Ideally, the business risk in this phase is low but in Zimbabwe it was high as investors fled the industry which was portrayed as highly vulnerable as the Central Bank openly declared war against financial institutions. Financial risk was high and debt financing was not an option as a source of funding since interest rates continued to rise while profit margins were severely eroded. The Central Bank continued raising the statutory reserve thresholds while increasing the capital requirements for banks. Speculative activity and foreign currency arbitrage activities were now forbidden. The public was wary of the banking system for fear of a systemic risk that might cause a collapse of banking institutions. Dividends were suspended in an effort to conserve cash resources. Future growth prospects were negative.
This scenario contradicted the theory from first world literature. Ordinarily, debt financing would be ideal in this phase, with significant dividend payouts.
Under pressure, the banks embarked on cash conserving strategies such as retrenchments and asset disposal. Interfin Holdings disposed of a high performing asset, Datvest Asset Managers, to CBZ in an effort to raise cash and save the bank from high interest rate penalties. Royal Bank had to sell back to Barclays one of the buildings that it had purchased in Bulawayo. Kingdom Bank almost lost its flagship regional bank in Botswana and consequently disposed of its shareholding in Investrust Bank in Zambia, put its plans to acquire a commercial license in Zambia on halt and then channelled the proceeds of that investment to resuscitate the Botswana venture.

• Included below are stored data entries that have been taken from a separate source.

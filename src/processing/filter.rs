//! Row filtering for [`crate::types::DataSet`] by configured predicates.

use std::cmp::Ordering;

use serde::Deserialize;

use crate::ingestion::csv::parse_datetime;
use crate::types::{DataSet, Value};

/// Comparison applied by a [`FilterPredicate`].
#[derive(Debug, Clone, Copy, PartialEq, Eq)]
pub enum FilterOp {
    Eq,
    Ne,
    Gt,
    Ge,
    Lt,
    Le,
    In,
    NotIn,
    IsNull,
    NotNull,
}

impl FilterOp {
    pub fn parse(name: &str) -> Option<Self> {
        Some(match name {
            "eq" => Self::Eq,
            "ne" => Self::Ne,
            "gt" => Self::Gt,
            "ge" => Self::Ge,
            "lt" => Self::Lt,
            "le" => Self::Le,
            "in" => Self::In,
            "not_in" => Self::NotIn,
            "is_null" => Self::IsNull,
            "not_null" => Self::NotNull,
            _ => return None,
        })
    }
}

/// One `{col, op, value}` predicate. `value` is ignored by `is_null` / `not_null`; `in` and
/// `not_in` take a list (a scalar counts as a one-element list).
#[derive(Debug, Clone, PartialEq, Deserialize)]
pub struct FilterPredicate {
    pub col: String,
    pub op: String,
    #[serde(default)]
    pub value: serde_json::Value,
}

impl FilterPredicate {
    pub fn new(col: impl Into<String>, op: impl Into<String>, value: serde_json::Value) -> Self {
        Self {
            col: col.into(),
            op: op.into(),
            value,
        }
    }
}

/// Keep the rows that satisfy every predicate.
///
/// A predicate with an unknown op, or on a column the table does not have, is skipped with a
/// warning. Nulls fail `eq`, `in` and the ordering ops, and pass `ne` and `not_in`.
pub fn apply_filters(dataset: &DataSet, predicates: &[FilterPredicate]) -> DataSet {
    let mut active = Vec::with_capacity(predicates.len());
    for p in predicates {
        let Some(op) = FilterOp::parse(&p.op) else {
            tracing::warn!(column = %p.col, op = %p.op, "unknown filter op, predicate skipped");
            continue;
        };
        let Some(idx) = dataset.schema.index_of(&p.col) else {
            tracing::warn!(column = %p.col, op = %p.op, "filter column not found, predicate skipped");
            continue;
        };
        active.push((idx, op, &p.value));
    }
    if active.is_empty() {
        return dataset.clone();
    }

    let out = dataset.filter_rows(|row| {
        active
            .iter()
            .all(|&(idx, op, value)| evaluate(&row[idx], op, value))
    });
    tracing::debug!(
        rows_in = dataset.row_count(),
        rows_out = out.row_count(),
        predicates = active.len(),
        "prefilter applied"
    );
    out
}

fn evaluate(cell: &Value, op: FilterOp, value: &serde_json::Value) -> bool {
    let ord = || compare(cell, value);
    match op {
        FilterOp::Eq => ord() == Some(Ordering::Equal),
        FilterOp::Ne => ord() != Some(Ordering::Equal),
        FilterOp::Gt => ord() == Some(Ordering::Greater),
        FilterOp::Ge => matches!(ord(), Some(Ordering::Greater | Ordering::Equal)),
        FilterOp::Lt => ord() == Some(Ordering::Less),
        FilterOp::Le => matches!(ord(), Some(Ordering::Less | Ordering::Equal)),
        FilterOp::In => is_member(cell, value),
        FilterOp::NotIn => !is_member(cell, value),
        FilterOp::IsNull => cell.is_null(),
        FilterOp::NotNull => !cell.is_null(),
    }
}

fn is_member(cell: &Value, value: &serde_json::Value) -> bool {
    match value {
        serde_json::Value::Array(items) => items
            .iter()
            .any(|v| compare(cell, v) == Some(Ordering::Equal)),
        scalar => compare(cell, scalar) == Some(Ordering::Equal),
    }
}

/// Order a cell against a literal. `None` when either side is null or the types do not compare.
fn compare(cell: &Value, literal: &serde_json::Value) -> Option<Ordering> {
    use serde_json::Value as J;
    match (cell, literal) {
        (Value::Int64(a), J::Number(n)) => match n.as_i64() {
            Some(b) => Some(a.cmp(&b)),
            None => (*a as f64).partial_cmp(&n.as_f64()?),
        },
        (Value::Float64(a), J::Number(n)) => a.partial_cmp(&n.as_f64()?),
        (Value::Utf8(a), J::String(b)) => Some(a.as_str().cmp(b.as_str())),
        (Value::Bool(a), J::Bool(b)) => Some(a.cmp(b)),
        (Value::Datetime(a), J::String(b)) => Some(a.cmp(&parse_datetime(b)?)),
        _ => None,
    }
}

#[cfg(test)]
mod tests {
    use super::*;
    use crate::types::{DataType, Field, Schema};
    use serde_json::json;

    fn sample_dataset() -> DataSet {
        let schema = Schema::new(vec![
            Field::new("id", DataType::Int64),
            Field::new("status", DataType::Utf8),
            Field::new("amt", DataType::Float64),
        ]);

        let rows = vec![
            vec![Value::Int64(1), Value::Utf8("open".into()), Value::Float64(10.0)],
            vec![Value::Int64(2), Value::Utf8("void".into()), Value::Float64(-3.5)],
            vec![Value::Int64(3), Value::Null, Value::Null],
        ];

        DataSet::new(schema, rows)
    }

    fn ids(ds: &DataSet) -> Vec<i64> {
        ds.rows
            .iter()
            .filter_map(|r| match r[0] {
                Value::Int64(v) => Some(v),
                _ => None,
            })
            .collect()
    }

    fn run(preds: Vec<FilterPredicate>) -> Vec<i64> {
        ids(&apply_filters(&sample_dataset(), &preds))
    }

    #[test]
    fn comparison_ops_on_numbers() {
        assert_eq!(run(vec![FilterPredicate::new("amt", "gt", json!(0))]), vec![1]);
        assert_eq!(run(vec![FilterPredicate::new("amt", "le", json!(-3.5))]), vec![2]);
        assert_eq!(run(vec![FilterPredicate::new("id", "ge", json!(2))]), vec![2, 3]);
        assert_eq!(run(vec![FilterPredicate::new("id", "lt", json!(1.5))]), vec![1]);
    }

    #[test]
    fn nulls_fail_eq_and_in_but_pass_ne_and_not_in() {
        assert_eq!(run(vec![FilterPredicate::new("status", "eq", json!("open"))]), vec![1]);
        assert_eq!(run(vec![FilterPredicate::new("status", "ne", json!("open"))]), vec![2, 3]);
        assert_eq!(
            run(vec![FilterPredicate::new("status", "in", json!(["open", "void"]))]),
            vec![1, 2]
        );
        assert_eq!(
            run(vec![FilterPredicate::new("status", "not_in", json!(["void"]))]),
            vec![1, 3]
        );
    }

    #[test]
    fn null_checks_ignore_value() {
        assert_eq!(run(vec![FilterPredicate::new("amt", "is_null", json!(null))]), vec![3]);
        assert_eq!(run(vec![FilterPredicate::new("amt", "not_null", json!(null))]), vec![1, 2]);
    }

    #[test]
    fn predicates_are_anded() {
        let preds = vec![
            FilterPredicate::new("status", "not_null", json!(null)),
            FilterPredicate::new("id", "gt", json!(1)),
        ];
        assert_eq!(run(preds), vec![2]);
    }

    #[test]
    fn unknown_op_and_missing_column_are_skipped() {
        let preds = vec![
            FilterPredicate::new("status", "like", json!("op%")),
            FilterPredicate::new("region", "eq", json!("west")),
        ];
        assert_eq!(run(preds), vec![1, 2, 3]);
    }

    #[test]
    fn mismatched_types_never_compare_equal() {
        assert!(run(vec![FilterPredicate::new("status", "eq", json!(1))]).is_empty());
        assert!(run(vec![FilterPredicate::new("status", "gt", json!(1))]).is_empty());
    }

    #[test]
    fn datetimes_compare_against_date_strings() {
        let schema = Schema::new(vec![Field::new("d", DataType::Datetime)]);
        let day = |d| {
            chrono::NaiveDate::from_ymd_opt(2024, 1, d)
                .and_then(|x| x.and_hms_opt(0, 0, 0))
                .unwrap()
        };
        let ds = DataSet::new(
            schema,
            vec![vec![Value::Datetime(day(1))], vec![Value::Datetime(day(20))]],
        );
        let out = apply_filters(&ds, &[FilterPredicate::new("d", "ge", json!("2024-01-10"))]);
        assert_eq!(out.rows, vec![vec![Value::Datetime(day(20))]]);
    }

    #[test]
    fn yaml_predicate_list() {
        let yaml = "- { col: status, op: in, value: [open, void] }\n- { col: amt, op: not_null }\n";
        let preds: Vec<FilterPredicate> = serde_yaml::from_str(yaml).unwrap();
        assert_eq!(preds[0].value, json!(["open", "void"]));
        assert_eq!(preds[1].value, serde_json::Value::Null);
    }
}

Other banks which were allegedly connected to the Central Bank governor were saved from demise as a newly expanded Productive Sector Facility was predominantly channelled through them, thereby improving their liquidity position. This in effect became cheap funding that removed a debt trap for them. For example Premier Bank and CBZ, which were experiencing liquidity challenges due to their exposure to parastatals and local authorities, were saved by the inauguration of a facility for cheap funds from the Central Bank which was availed to these quasi- government institutions.
Kingdom Bank reverted to its key competence of strategic private placement. In late 2004 it released a strategic equity holding of about 10% to Econet Wireless, a blue chip counter, whose Group CEO was a personal friend of Kingdom’s founding CEO and board member. This strategic placement increased the bank’s ratings and saved it from collapse as it gained market confidence. In Econet it gained a friendly equity shareholder and customer with huge cash reserves and this made it easy to mobilise deposits and avert a liquidity crisis while circumventing a potential deposit flight. In fact around November and December 2004, the peak of the banking crisis, both Econet and Meikles directed their subsidiaries and business units to deposit all cash with Kingdom in an effort to save their investments. This was a blessing to Kingdom. The secondary benefit was that as Kingdom pursued a historic rights issue, it had large equity shareholders who had the capacity to both follow their rights and underwrite the rights issue. The third benefit to Kingdom was that it created options for innovative and strategic service delivery channels through the use of cell phone and internet based banking.
Another advantage with rights issues is that the entrepreneurs can maintain control by deliberately choosing their investor profile.
A financial strategy which was used by entrepreneurial banks at this time was a heavily discounted rights issue. Kingdom Bank and NMB used this strategy and it led to a turn around of their fortunes. Interfin Merchant Bank followed suit.